WHAT IS BEING ASKED
Starting from the first line below, count the lines carrying the string "LimitType" and answer with the count by itself.
*** Opening of EXERCISE MATERIALS ***
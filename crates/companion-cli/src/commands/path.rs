use anyhow::Result;

use super::context::{GlobalArgs, ResolvedSettings};

pub fn run(args: &GlobalArgs) -> Result<()> {
    let resolved = ResolvedSettings::resolve(args)?;
    println!("{}", resolved.save_file()?.display());
    Ok(())
}
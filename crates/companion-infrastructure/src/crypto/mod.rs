//! Save-file cryptography.
//!
//! - `key_derivation`: PBKDF2-HMAC-SHA1 from the identity secret to a 256-bit key
//! - `cipher`: AES-256-CBC/PKCS#7 with a random IV prefix, base64 wrapped
//!
//! Save files have the layout `base64(IV(16) ‖ ciphertext)`.

mod cipher;
mod key_derivation;

pub use cipher::{IV_LEN, decrypt, encrypt};
pub use key_derivation::{ITERATIONS, KEY_LEN, SALT, SaveKey, derive_key};
//! Password-based key derivation.

use pbkdf2::pbkdf2_hmac;
use sha1::Sha1;

/// Length of the derived AES-256 key.
pub const KEY_LEN: usize = 32;

/// Fixed salt shared by every save file.
pub const SALT: &[u8] = b"YourSaltHere";

pub const ITERATIONS: u32 = 1000;

/// A derived 256-bit save-file key.
#[derive(Clone, PartialEq, Eq)]
pub struct SaveKey([u8; KEY_LEN]);

impl SaveKey {
    pub fn as_bytes(&self) -> &[u8; KEY_LEN] {
        &self.0
    }
}

impl std::fmt::Debug for SaveKey {
    fn fmt(&self, f: &mut std::fmt::Formatter<'_>) -> std::fmt::Result {
        f.write_str("SaveKey(<redacted>)")
    }
}

/// Derives the save-file key from an identity secret.
///
/// Deterministic: the same secret always yields the same key. HMAC-SHA1 is
/// the PRF so keys agree with existing save files.
pub fn derive_key(secret: &str) -> SaveKey {
    let mut key = [0u8; KEY_LEN];
    pbkdf2_hmac::<Sha1>(secret.as_bytes(), SALT, ITERATIONS, &mut key);
    SaveKey(key)
}
//! Control flow execution: `if`/`elif`/`else`, `for`, `while`, `until` and
//! the break/continue unwinding shared by all three loop forms. The C-style
//! `for ((...))` loop lives in `execution_engine.rs` next to the arithmetic
//! evaluator it needs; case statements are driven from there too.

use crate::ast::types::StatementNode;
use crate::interpreter::errors::{BreakError, ContinueError, ExecutionLimitError, InterpreterError, LimitType};
use crate::interpreter::helpers::condition::ConditionResult;
use crate::interpreter::helpers::readonly::check_readonly_error;
use crate::interpreter::types::{ExecResult, InterpreterState};

/// Accumulated output and exit status from an if/for/while/until construct.
#[derive(Debug, Clone, Default)]
pub struct ForResult {
    pub stdout: String,
    pub stderr: String,
    pub exit_code: i32,
}

/// Run one iteration of a loop body, catching break/continue and decrementing
/// their level for any outer loop. Returns `Ok(Some(()))` to keep looping,
/// `Ok(None)` to stop the loop (plain break / normal completion), and
/// propagates any other error.
fn run_loop_body<G>(
    state: &mut InterpreterState,
    body: &[&StatementNode],
    exec_stmt: &G,
    stdout: &mut String,
    stderr: &mut String,
    exit_code: &mut i32,
) -> Result<bool, InterpreterError>
where
    G: Fn(&mut InterpreterState, &StatementNode) -> Result<ExecResult, InterpreterError>,
{
    state.loop_depth += 1;
    let mut result = Ok(());
    for stmt in body {
        match exec_stmt(state, stmt) {
            Ok(res) => {
                stdout.push_str(&res.stdout);
                stderr.push_str(&res.stderr);
                *exit_code = res.exit_code;
            }
            Err(e) => {
                result = Err(e);
                break;
            }
        }
    }
    state.loop_depth -= 1;

    match result {
        Ok(()) => Ok(true),
        Err(InterpreterError::Break(b)) => {
            if b.levels > 1 {
                Err(InterpreterError::Break(BreakError::new(b.levels - 1, b.stdout, b.stderr)))
            } else {
                Ok(false)
            }
        }
        Err(InterpreterError::Continue(c)) => {
            if c.levels > 1 {
                Err(InterpreterError::Continue(ContinueError::new(c.levels - 1, c.stdout, c.stderr)))
            } else {
                Ok(true)
            }
        }
        Err(e) => Err(e),
    }
}

fn iteration_limit_error(max_iterations: u64) -> InterpreterError {
    InterpreterError::ExecutionLimit(ExecutionLimitError::simple(
        format!(
            "maximum iteration count ({}) exceeded (possible infinite loop)",
            max_iterations
        ),
        LimitType::Iterations,
    ))
}

/// Execute an if/elif/.../else chain. `clauses` is a list of (condition,
/// body) pairs; the first clause whose condition exits 0 has its body
/// executed and its result returned. Falls back to `else_body`, or a bare
/// success result if nothing matched.
pub fn execute_if<F, G>(
    state: &mut InterpreterState,
    clauses: &[(Vec<&StatementNode>, Vec<&StatementNode>)],
    else_body: Option<&[&StatementNode]>,
    eval_condition: F,
    exec_stmt: G,
) -> Result<ForResult, InterpreterError>
where
    F: Fn(&mut InterpreterState, &StatementNode) -> Result<ConditionResult, InterpreterError>,
    G: Fn(&mut InterpreterState, &StatementNode) -> Result<ExecResult, InterpreterError>,
{
    let mut stdout = String::new();
    let mut stderr = String::new();

    for (condition, body) in clauses {
        let mut cond_exit = 0;
        for stmt in condition {
            let res = eval_condition(state, stmt)?;
            stdout.push_str(&res.stdout);
            stderr.push_str(&res.stderr);
            cond_exit = res.exit_code;
        }

        if cond_exit == 0 {
            let mut exit_code = 0;
            for stmt in body {
                let res = exec_stmt(state, stmt)?;
                stdout.push_str(&res.stdout);
                stderr.push_str(&res.stderr);
                exit_code = res.exit_code;
            }
            return Ok(ForResult { stdout, stderr, exit_code });
        }
    }

    let mut exit_code = 0;
    if let Some(else_stmts) = else_body {
        for stmt in else_stmts {
            let res = exec_stmt(state, stmt)?;
            stdout.push_str(&res.stdout);
            stderr.push_str(&res.stderr);
            exit_code = res.exit_code;
        }
    }

    Ok(ForResult { stdout, stderr, exit_code })
}

/// Execute a `for var in words; do body; done` loop.
pub fn execute_for<G>(
    state: &mut InterpreterState,
    variable: &str,
    words: &[String],
    body: &[&StatementNode],
    max_iterations: u64,
    exec_stmt: G,
) -> Result<ForResult, InterpreterError>
where
    G: Fn(&mut InterpreterState, &StatementNode) -> Result<ExecResult, InterpreterError>,
{
    let mut stdout = String::new();
    let mut stderr = String::new();
    let mut exit_code = 0;
    let mut iterations: u64 = 0;

    for word in words {
        iterations += 1;
        if iterations > max_iterations {
            return Err(iteration_limit_error(max_iterations));
        }

        check_readonly_error(state, variable, "for").map_err(InterpreterError::Exit)?;
        state.env.insert(variable.to_string(), word.clone());

        if !run_loop_body(state, body, &exec_stmt, &mut stdout, &mut stderr, &mut exit_code)? {
            break;
        }
    }

    Ok(ForResult { stdout, stderr, exit_code })
}

/// Execute a `while condition; do body; done` loop.
pub fn execute_while<F, G>(
    state: &mut InterpreterState,
    condition: &[&StatementNode],
    body: &[&StatementNode],
    max_iterations: u64,
    eval_condition: F,
    exec_stmt: G,
) -> Result<ForResult, InterpreterError>
where
    F: Fn(&mut InterpreterState, &StatementNode) -> Result<ConditionResult, InterpreterError>,
    G: Fn(&mut InterpreterState, &StatementNode) -> Result<ExecResult, InterpreterError>,
{
    run_conditional_loop(state, condition, body, max_iterations, eval_condition, exec_stmt, true)
}

/// Execute an `until condition; do body; done` loop.
pub fn execute_until<F, G>(
    state: &mut InterpreterState,
    condition: &[&StatementNode],
    body: &[&StatementNode],
    max_iterations: u64,
    eval_condition: F,
    exec_stmt: G,
) -> Result<ForResult, InterpreterError>
where
    F: Fn(&mut InterpreterState, &StatementNode) -> Result<ConditionResult, InterpreterError>,
    G: Fn(&mut InterpreterState, &StatementNode) -> Result<ExecResult, InterpreterError>,
{
    run_conditional_loop(state, condition, body, max_iterations, eval_condition, exec_stmt, false)
}

/// Shared loop driver for `while`/`until`: `continue_while_zero` selects
/// whether a zero condition exit code continues the loop (while) or stops
/// it (until).
fn run_conditional_loop<F, G>(
    state: &mut InterpreterState,
    condition: &[&StatementNode],
    body: &[&StatementNode],
    max_iterations: u64,
    eval_condition: F,
    exec_stmt: G,
    continue_while_zero: bool,
) -> Result<ForResult, InterpreterError>
where
    F: Fn(&mut InterpreterState, &StatementNode) -> Result<ConditionResult, InterpreterError>,
    G: Fn(&mut InterpreterState, &StatementNode) -> Result<ExecResult, InterpreterError>,
{
    let mut stdout = String::new();
    let mut stderr = String::new();
    let mut exit_code = 0;
    let mut iterations: u64 = 0;

    loop {
        let mut cond_exit = 0;
        for stmt in condition {
            let res = eval_condition(state, stmt)?;
            stdout.push_str(&res.stdout);
            stderr.push_str(&res.stderr);
            cond_exit = res.exit_code;
        }

        let keep_going = if continue_while_zero { cond_exit == 0 } else { cond_exit != 0 };
        if !keep_going {
            break;
        }

        iterations += 1;
        if iterations > max_iterations {
            return Err(iteration_limit_error(max_iterations));
        }

        if !run_loop_body(state, body, &exec_stmt, &mut stdout, &mut stderr, &mut exit_code)? {
            break;
        }
    }

    Ok(ForResult { stdout, stderr, exit_code })
}

#[cfg(test)]
mod tests {
    use super::*;

    #[test]
    fn test_for_loop_readonly_var_errors() {
        let mut state = InterpreterState::default();
        crate::interpreter::helpers::readonly::mark_readonly(&mut state, "x");

        let body: Vec<&StatementNode> = Vec::new();
        let result = execute_for(
            &mut state,
            "x",
            &["a".to_string(), "b".to_string()],
            &body,
            100,
            |_state, _stmt| Ok(ExecResult::ok()),
        );

        assert!(matches!(result, Err(InterpreterError::Exit(_))));
    }
}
*** Close of EXERCISE MATERIALS ***
SOLUTION TO THE PROBLEM
2